The crows’ collective gaze was steady and unnerving. When she was in the war camp, her very first day she had asserted her right to exist by walking up to the ostlers and demanding her place at their campfire, sharing their food. With the same bravado, she walked up to the brothers. They turned to look at Ossen and then at her, then Ossen again. Ossen looked her over.

“Good. You packed light,” she said, her voice noticeably light in comparison to her brothers. Ossen threw her two sacks tied in the middle. Kate caught them with an oof–they were heavy, filled with provisions from the Terrick kitchens. She draped them over Hotshot’s withers.

That was all that was said. Kate turned to look at the big House one last time, gray and weathered under a bright spring sky. Then they headed down the road, its tall elms slightly dusted with pale green, away from Terrick and the life she had thought was hers.

 

 

CHAPTER ELEVEN

 

 

The day Colar came home was a typical spring day in Aeritan, which meant the sun played coy, hiding behind clouds spattering rain. Terrick was a mud wallow, and so were the roads up to the house. The men had to put their shoulders to the wagons twice to get the heavily laden carts out of the mud. Their muscles strained, and so did the cart horses, the feathery hair below their knees black with mud.

Colar’s stomach clenched with nerves. He was no fool; he knew that his parents, and Janye’s too, most likely, would try to keep him and Kate apart. It didn’t matter. He would send her a message, tell her to meet him at the little falls down by the river. It would be private there. Or he could meet her at Callia’s. The midwife would be happy to assist them.

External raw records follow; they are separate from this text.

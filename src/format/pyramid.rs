//! Pyramid level identification for tiled TIFF/SVS files.
//!
//! A slide file holds several IFDs: the pyramid levels plus label, macro and
//! thumbnail images. Pyramid levels are the IFDs that are tiled, carry tile
//! offsets, are not flagged as masks, and share the base level's aspect ratio.
//! The largest one is level 0.

use std::collections::HashSet;

use bytes::Bytes;

use crate::error::TiffError;
use crate::io::RangeReader;

use super::ifd::{
    read_ascii, read_entry_bytes, read_unsigned_array, Ifd, IfdEntry, Tag, TiffHeader,
    COMPRESSION_JPEG, HEADER_READ_SIZE,
};

/// Maximum number of IFDs followed in the chain.
const MAX_IFDS: usize = 256;

/// NewSubfileType bit marking a transparency mask.
const SUBFILE_MASK: u64 = 0x4;

/// Maximum relative difference between the X and Y downsample of a level.
const ASPECT_TOLERANCE: f64 = 0.1;

// =============================================================================
// PyramidLevel
// =============================================================================

/// Geometry and tile-table entries of one pyramid level.
#[derive(Debug, Clone)]
pub struct PyramidLevel {
    pub width: u32,
    pub height: u32,
    pub tile_width: u32,
    pub tile_height: u32,
    pub tiles_x: u32,
    pub tiles_y: u32,
    /// Downsample relative to level 0 (average of the X and Y ratios)
    pub downsample: f64,
    pub compression: u16,
    offsets: IfdEntry,
    byte_counts: IfdEntry,
    jpeg_tables: Option<IfdEntry>,
}

impl PyramidLevel {
    fn from_ifd(ifd: &Ifd, header: &TiffHeader) -> Option<Self> {
        let subfile = ifd.inline_unsigned(Tag::NewSubfileType, header).unwrap_or(0);
        if subfile & SUBFILE_MASK != 0 {
            return None;
        }

        let width = ifd.inline_unsigned(Tag::ImageWidth, header)? as u32;
        let height = ifd.inline_unsigned(Tag::ImageLength, header)? as u32;
        let tile_width = ifd.inline_unsigned(Tag::TileWidth, header)? as u32;
        let tile_height = ifd.inline_unsigned(Tag::TileLength, header)? as u32;
        if width == 0 || height == 0 || tile_width == 0 || tile_height == 0 {
            return None;
        }

        Some(Self {
            width,
            height,
            tile_width,
            tile_height,
            tiles_x: width.div_ceil(tile_width),
            tiles_y: height.div_ceil(tile_height),
            downsample: 1.0,
            compression: ifd
                .inline_unsigned(Tag::Compression, header)
                .unwrap_or(1) as u16,
            offsets: ifd.entry(Tag::TileOffsets)?.clone(),
            byte_counts: ifd.entry(Tag::TileByteCounts)?.clone(),
            jpeg_tables: ifd.entry(Tag::JpegTables).cloned(),
        })
    }

    /// Row-major index of a tile, or `None` outside the grid.
    pub fn tile_index(&self, tile_x: u32, tile_y: u32) -> Option<usize> {
        if tile_x >= self.tiles_x || tile_y >= self.tiles_y {
            return None;
        }
        Some(tile_y as usize * self.tiles_x as usize + tile_x as usize)
    }
}

// =============================================================================
// TiffPyramid
// =============================================================================

/// Parsed pyramid structure of a slide file.
#[derive(Debug, Clone)]
pub struct TiffPyramid {
    pub header: TiffHeader,
    /// Levels sorted by resolution (0 = highest)
    pub levels: Vec<PyramidLevel>,
    /// ImageDescription of the first IFD (vendor metadata, e.g. Aperio)
    pub description: Option<String>,
}

impl TiffPyramid {
    /// Parse the header and IFD chain and identify pyramid levels.
    pub async fn parse<R: RangeReader + ?Sized>(reader: &R) -> Result<Self, TiffError> {
        let header_len = HEADER_READ_SIZE.min(reader.size() as usize);
        let header_bytes = reader.read_exact_at(0, header_len).await?;
        let header = TiffHeader::parse(&header_bytes, reader.size())?;

        let mut ifds = Vec::new();
        let mut seen = HashSet::new();
        let mut offset = header.first_ifd_offset;
        while offset != 0 && ifds.len() < MAX_IFDS {
            if offset >= reader.size() || !seen.insert(offset) {
                return Err(TiffError::InvalidIfdOffset(offset));
            }
            let ifd = Ifd::read(reader, &header, offset).await?;
            offset = ifd.next_ifd_offset;
            ifds.push(ifd);
        }

        let description = match ifds.first().and_then(|ifd| ifd.entry(Tag::ImageDescription)) {
            Some(entry) => Some(read_ascii(reader, &header, entry).await?),
            None => None,
        };

        let candidates = ifds
            .iter()
            .filter_map(|ifd| PyramidLevel::from_ifd(ifd, &header))
            .collect();
        let levels = build_levels(candidates)?;

        Ok(Self {
            header,
            levels,
            description,
        })
    }

    pub fn level_count(&self) -> usize {
        self.levels.len()
    }

    /// Whether the file carries Aperio SVS metadata.
    pub fn is_aperio(&self) -> bool {
        self.description
            .as_deref()
            .is_some_and(|d| d.starts_with("Aperio"))
    }
}

/// Sort candidates by area and keep those consistent with the base level.
fn build_levels(mut candidates: Vec<PyramidLevel>) -> Result<Vec<PyramidLevel>, TiffError> {
    candidates.sort_by(|a, b| {
        let area_a = a.width as u64 * a.height as u64;
        let area_b = b.width as u64 * b.height as u64;
        area_b.cmp(&area_a)
    });

    let Some(base) = candidates.first() else {
        return Err(TiffError::NoPyramidLevels);
    };
    let (base_width, base_height) = (base.width as f64, base.height as f64);

    let mut levels: Vec<PyramidLevel> = Vec::new();
    for mut level in candidates {
        let downsample_x = base_width / level.width as f64;
        let downsample_y = base_height / level.height as f64;
        if (downsample_x - downsample_y).abs() / downsample_x > ASPECT_TOLERANCE {
            // Macro or label image stored as tiles
            continue;
        }
        if levels
            .last()
            .is_some_and(|prev| prev.width == level.width && prev.height == level.height)
        {
            continue;
        }
        if level.compression != COMPRESSION_JPEG {
            return Err(TiffError::UnsupportedCompression(level.compression));
        }
        level.downsample = if levels.is_empty() {
            1.0
        } else {
            (downsample_x + downsample_y) / 2.0
        };
        levels.push(level);
    }

    Ok(levels)
}

// =============================================================================
// TileTable
// =============================================================================

/// Tile locations and JPEG tables for one level.
#[derive(Debug, Clone)]
pub struct TileTable {
    offsets: Vec<u64>,
    byte_counts: Vec<u64>,
    jpeg_tables: Option<Bytes>,
}

impl TileTable {
    /// Load the tile offset/byte-count arrays and JPEGTables of a level.
    pub async fn load<R: RangeReader + ?Sized>(
        reader: &R,
        header: &TiffHeader,
        level: &PyramidLevel,
    ) -> Result<Self, TiffError> {
        let offsets = read_unsigned_array(reader, header, &level.offsets, "TileOffsets").await?;
        let byte_counts =
            read_unsigned_array(reader, header, &level.byte_counts, "TileByteCounts").await?;

        let expected = level.tiles_x as usize * level.tiles_y as usize;
        if offsets.len() < expected || byte_counts.len() < expected {
            return Err(TiffError::InvalidTagValue {
                tag: "TileOffsets",
                message: format!(
                    "expected {} tiles, found {} offsets and {} byte counts",
                    expected,
                    offsets.len(),
                    byte_counts.len()
                ),
            });
        }

        let jpeg_tables = match &level.jpeg_tables {
            Some(entry) => Some(read_entry_bytes(reader, header, entry).await?),
            None => None,
        };

        Ok(Self {
            offsets,
            byte_counts,
            jpeg_tables,
        })
    }

    /// Byte offset and length of a tile.
    pub fn location(&self, tile_index: usize) -> Option<(u64, u64)> {
        Some((
            *self.offsets.get(tile_index)?,
            *self.byte_counts.get(tile_index)?,
        ))
    }

    pub fn jpeg_tables(&self) -> Option<&[u8]> {
        self.jpeg_tables.as_deref()
    }
}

The still-bare trees revealed the house at a fair distance, the elm-lined avenue aiming straight and true at the great pile of stone. Colar’s heart eased. For all that had happened, Terrick was home. His roots were here in the great house where generations had lived and fought and died.

Not his though, not anymore. He was destined for Favor, and Terrick would go to Aevin, or Yare, or even Eri, if the high god touched her the way Lady Wessen and Lady Trieve had been touched.